HIROSHIMA, Japan — Hiromi Hasai was being trained to make machine gun bullets when the flash from the atomic bomb that destroyed his city lit up the already bright morning sky. Just 14, he had been pulled from school a week before to help Japan’s failing war effort.
Mr. Hasai, now 84, has often talked publicly of his experiences that day, 70 years ago Thursday, when the first of the only two nuclear weaponsever used in war ultimately killed more than 100,000 people. The victims included hundreds of his classmates, who were still at their school near the blast’s epicenter. The bullet factory, 10 miles out of town, was paradoxically a haven.
Yet the things that Mr. Hasai saw and felt that day are not recounted by him alone. The person who knows his story best, after Mr. Hasai himself, is Ritsuko Kinoshita, a woman 25 years his junior who is serving as his “denshosha” — the designated transmitter of his memories. It is part of an unusual and highly personal project to preserve and pass on the experiences of atomic bomb survivors, whose numbers are dwindling rapidly.
Mr. Hasai, a retired university physics researcher with a quick and infectious laugh, is still healthy, as are many of the survivors. But the object for Ms. Kinoshita and roughly 50 other volunteer denshosha is to keep telling the stories they have inherited once the witnesses become too frail to do so, to keep alive memories of a traumatic event that has anchored the pacifist sentiment that has pervaded the country ever since.

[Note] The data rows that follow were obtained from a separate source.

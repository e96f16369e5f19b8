//! Turns raw project rows into gallery entries.

use obra_core::client_name::resolve_client_name;
use obra_db::models::project::{Project, ProjectImagesRow};
use obra_db::models::project_image::ProjectImage;
use serde::{Deserialize, Serialize};

/// A project with its images as loaded, before ordering and filtering.
#[derive(Debug, Clone)]
pub struct RawProject {
    pub project: Project,
    pub images: Vec<ProjectImage>,
}

impl From<ProjectImagesRow> for RawProject {
    fn from(row: ProjectImagesRow) -> Self {
        Self {
            project: row.project,
            images: row.images.0,
        }
    }
}

/// A gallery-ready project: at least one image, images in display order and
/// `client_name` resolved.
#[derive(Debug, Clone, PartialEq, Serialize, Deserialize)]
pub struct ProjectWithImages {
    #[serde(flatten)]
    pub project: Project,
    pub images: Vec<ProjectImage>,
}

/// Order images, resolve client names and drop projects without images.
pub fn transform_projects(raw: Vec<RawProject>) -> Vec<ProjectWithImages> {
    raw.into_iter()
        .filter(|p| !p.images.is_empty())
        .map(|RawProject { mut project, mut images }| {
            images.sort_by(|a, b| {
                a.position
                    .cmp(&b.position)
                    .then(a.created_at.cmp(&b.created_at))
            });
            project.client_name = resolve_client_name(
                project.client_name.as_deref(),
                project.description.as_deref(),
            );
            ProjectWithImages { project, images }
        })
        .collect()
}

// ---------------------------------------------------------------------------
// Tests
// ---------------------------------------------------------------------------

#[cfg(test)]
mod tests {
    use chrono::{Duration, TimeZone, Utc};
    use uuid::Uuid;

    use super::*;

    fn project(description: Option<&str>, client_name: Option<&str>) -> Project {
        let now = Utc::now();
        Project {
            id: Uuid::new_v4(),
            title: "Moradia T3".to_string(),
            category: None,
            city: None,
            description: description.map(str::to_string),
            cover_image: None,
            start_date: None,
            end_date: None,
            delivery_date: None,
            completion_deadline: None,
            status: "active".to_string(),
            client_name: client_name.map(str::to_string),
            created_at: now,
            updated_at: now,
        }
    }

    fn image(project_id: uuid::Uuid, position: i32, minute: i64) -> ProjectImage {
        let at = Utc.with_ymd_and_hms(2025, 3, 1, 9, 0, 0).unwrap() + Duration::minutes(minute);
        ProjectImage {
            id: Uuid::new_v4(),
            project_id,
            url: format!("/img/{position}-{minute}.jpg"),
            caption: None,
            image_date: None,
            position,
            created_at: at,
            updated_at: at,
        }
    }

    #[test]
    fn projects_without_images_are_dropped() {
        let bare = project(None, None);
        let shown = project(None, None);
        let shown_id = shown.id;
        let raw = vec![
            RawProject {
                project: bare,
                images: vec![],
            },
            RawProject {
                images: vec![image(shown_id, 0, 0)],
                project: shown,
            },
        ];

        let out = transform_projects(raw);
        assert_eq!(out.len(), 1);
        assert_eq!(out[0].project.id, shown_id);
    }

    #[test]
    fn images_sorted_by_position_then_creation() {
        let p = project(None, None);
        let id = p.id;
        let raw = vec![RawProject {
            project: p,
            images: vec![image(id, 1, 0), image(id, 0, 5), image(id, 0, 2)],
        }];

        let out = transform_projects(raw);
        let order: Vec<(i32, String)> = out[0]
            .images
            .iter()
            .map(|i| (i.position, i.url.clone()))
            .collect();
        assert_eq!(
            order,
            vec![
                (0, "/img/0-2.jpg".to_string()),
                (0, "/img/0-5.jpg".to_string()),
                (1, "/img/1-0.jpg".to_string()),
            ]
        );
    }

    #[test]
    fn client_name_prefers_column_then_description() {
        let stored = project(Some("Cliente: Outro"), Some("Grupo Sousa"));
        let parsed = project(Some("Obra nova.\nCliente: Maria Costa."), None);
        let stored_id = stored.id;
        let parsed_id = parsed.id;
        let raw = vec![
            RawProject {
                images: vec![image(stored_id, 0, 0)],
                project: stored,
            },
            RawProject {
                images: vec![image(parsed_id, 0, 0)],
                project: parsed,
            },
        ];

        let out = transform_projects(raw);
        assert_eq!(out[0].project.client_name.as_deref(), Some("Grupo Sousa"));
        assert_eq!(out[1].project.client_name.as_deref(), Some("Maria Costa"));
    }

    #[test]
    fn serializes_project_fields_flat() {
        let p = project(None, Some("ACME"));
        let id = p.id;
        let entry = ProjectWithImages {
            images: vec![image(id, 0, 0)],
            project: p,
        };
        let json = serde_json::to_value(&entry).unwrap();
        assert_eq!(json["client_name"], "ACME");
        assert_eq!(json["images"].as_array().unwrap().len(), 1);
        assert!(json.get("project").is_none());
    }
}
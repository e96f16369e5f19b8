//! Repository for the `user_roles` table.

use obra_core::types::DbId;
use sqlx::PgPool;

/// Read-only access to role assignments.
pub struct UserRoleRepo;

impl UserRoleRepo {
    /// All user ids holding `role`.
    pub async fn list_user_ids_with_role(
        pool: &PgPool,
        role: &str,
    ) -> Result<Vec<DbId>, sqlx::Error> {
        sqlx::query_scalar("SELECT DISTINCT user_id FROM user_roles WHERE role = $1")
            .bind(role)
            .fetch_all(pool)
            .await
    }

    /// Whether `user_id` holds `role`.
    pub async fn has_role(pool: &PgPool, user_id: DbId, role: &str) -> Result<bool, sqlx::Error> {
        sqlx::query_scalar(
            "SELECT EXISTS(SELECT 1 FROM user_roles WHERE user_id = $1 AND role = $2)",
        )
        .bind(user_id)
        .bind(role)
        .fetch_one(pool)
        .await
    }
}
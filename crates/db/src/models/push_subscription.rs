//! Browser push subscription model and DTOs.

use obra_core::types::{DbId, Timestamp};
use serde::{Deserialize, Serialize};
use sqlx::FromRow;

/// A row from the `push_subscriptions` table.
#[derive(Debug, Clone, PartialEq, FromRow, Serialize)]
pub struct PushSubscription {
    pub id: DbId,
    pub user_id: DbId,
    pub endpoint: String,
    pub p256dh_key: String,
    pub auth_key: String,
    pub created_at: Timestamp,
}

/// Encryption keys of a browser `PushSubscription`.
#[derive(Debug, Clone, Deserialize)]
pub struct SubscriptionKeys {
    pub p256dh: String,
    pub auth: String,
}

/// DTO matching the JSON form of a browser `PushSubscription`.
#[derive(Debug, Clone, Deserialize)]
pub struct CreatePushSubscription {
    pub endpoint: String,
    pub keys: SubscriptionKeys,
}
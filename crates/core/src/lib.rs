//! Domain building blocks shared by every Obra crate.
//!
//! - [`cache`] -- TTL key-value persistence with cross-handle change
//!   notification.
//! - [`retry`] -- bounded retry with exponential backoff.
//! - [`client_name`] -- client identity extraction from project descriptions.
//! - [`quote_status`] -- quote request status graph.
//! - [`push`] -- push notification kinds and default payloads.

pub mod cache;
pub mod client_name;
pub mod error;
pub mod push;
pub mod quote_status;
pub mod retry;
pub mod roles;
pub mod types;
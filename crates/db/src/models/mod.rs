//! Domain model structs and DTOs.
//!
//! Each submodule contains:
//! - A `FromRow` + `Serialize` entity struct matching the database row
//! - A `Deserialize` create DTO for inserts
//! - A `Deserialize` update DTO (all `Option` fields) for patches

pub mod project;
pub mod project_image;
pub mod push_subscription;
pub mod quote_request;
pub mod user_role;
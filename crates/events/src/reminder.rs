//! Daily reminder scheduler.
//!
//! [`ReminderScheduler`] runs as a background task and, once per interval,
//! notifies admins when quote requests are still waiting in `pending`.

use std::time::Duration;

use obra_core::push::NotificationKind;
use obra_core::quote_status::QuoteStatus;
use obra_db::repositories::QuoteRequestRepo;
use obra_db::DbPool;
use tokio::time::{interval_at, Instant};
use tokio_util::sync::CancellationToken;

use crate::dispatch::{DispatchError, NotificationDispatcher};

/// Default time between reminders.
pub const DEFAULT_REMINDER_INTERVAL: Duration = Duration::from_secs(24 * 3600);

// ---------------------------------------------------------------------------
// ReminderScheduler
// ---------------------------------------------------------------------------

/// Background service that reminds admins about pending quote requests.
pub struct ReminderScheduler {
    pool: DbPool,
    dispatcher: NotificationDispatcher,
    period: Duration,
}

impl ReminderScheduler {
    pub fn new(pool: DbPool, dispatcher: NotificationDispatcher, period: Duration) -> Self {
        Self {
            pool,
            dispatcher,
            period,
        }
    }

    /// Run the reminder loop.
    ///
    /// The first check happens one full period after start, so restarts do
    /// not re-send the reminder. Exits when `cancel` is cancelled.
    pub async fn run(&self, cancel: CancellationToken) {
        let mut interval = interval_at(Instant::now() + self.period, self.period);

        loop {
            tokio::select! {
                biased;
                _ = cancel.cancelled() => {
                    tracing::info!("Reminder scheduler cancelled");
                    break;
                }
                _ = interval.tick() => {
                    if let Err(e) = self.send_reminder().await {
                        tracing::error!(error = %e, "Failed to send daily reminder");
                    }
                }
            }
        }
    }

    /// Dispatch a reminder if any quote request is pending.
    async fn send_reminder(&self) -> Result<(), DispatchError> {
        let pending = QuoteRequestRepo::count_with_status(&self.pool, QuoteStatus::Pending).await?;
        if pending == 0 {
            tracing::debug!("No pending quote requests, skipping reminder");
            return Ok(());
        }

        let report = self
            .dispatcher
            .dispatch(NotificationKind::DailyReminder, None, None)
            .await?;
        tracing::info!(pending, sent = report.sent, "Daily reminder dispatched");
        Ok(())
    }
}

// ---------------------------------------------------------------------------
// Tests
// ---------------------------------------------------------------------------
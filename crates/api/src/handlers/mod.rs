//! Request handlers.
//!
//! Handlers delegate to the repositories in `obra_db`, the gallery feed or
//! the notification dispatcher, and map errors via [`AppError`](crate::error::AppError).

pub mod functions;
pub mod project;
pub mod push_subscription;
pub mod quote;
//! Access-token validation.
//!
//! Users sign in through the hosted auth provider, which issues HS256 JWTs
//! signed with the project's JWT secret. This server only verifies them;
//! whether a user is an admin is decided by the `user_roles` table.

use jsonwebtoken::{decode, DecodingKey, Validation};
use obra_core::types::DbId;
use serde::{Deserialize, Serialize};

/// Claims the server relies on. Other provider claims are ignored.
#[derive(Debug, Serialize, Deserialize, Clone)]
pub struct Claims {
    /// Subject -- the auth user's id.
    pub sub: DbId,
    /// Provider role, e.g. `"authenticated"`.
    #[serde(default)]
    pub role: Option<String>,
    /// Expiration time (UTC Unix timestamp).
    pub exp: i64,
    #[serde(default)]
    pub email: Option<String>,
}

/// Configuration for access-token validation.
#[derive(Debug, Clone)]
pub struct JwtConfig {
    /// HMAC-SHA256 secret shared with the auth provider.
    pub secret: String,
}

impl JwtConfig {
    /// Load JWT configuration from environment variables.
    ///
    /// | Env Var      | Required | Default |
    /// |--------------|----------|---------|
    /// | `JWT_SECRET` | **yes**  | --      |
    ///
    /// # Panics
    ///
    /// Panics if `JWT_SECRET` is not set or is empty.
    pub fn from_env() -> Self {
        let secret =
            std::env::var("JWT_SECRET").expect("JWT_SECRET must be set in the environment");
        assert!(!secret.is_empty(), "JWT_SECRET must not be empty");
        Self { secret }
    }
}

/// Validate and decode an access token, returning the embedded [`Claims`].
///
/// Checks the HS256 signature and expiry. The audience is not checked.
pub fn validate_token(
    token: &str,
    config: &JwtConfig,
) -> Result<Claims, jsonwebtoken::errors::Error> {
    let mut validation = Validation::default();
    validation.validate_aud = false;
    let token_data = decode::<Claims>(
        token,
        &DecodingKey::from_secret(config.secret.as_bytes()),
        &validation,
    )?;
    Ok(token_data.claims)
}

Today, however, the depth of that sentiment is being severely tested. Prime Minister Shinzo Abe, the first Japanese leader born after the war, is working to loosen restrictions on Japan’s military power imposed by the victorious Allies. He is not the first prime minister to seek more freedom of action for Japan, but he is taking the project a step further than his predecessors. Three generations after the conflict, he argues that Japan has earned the right to be a more normal country.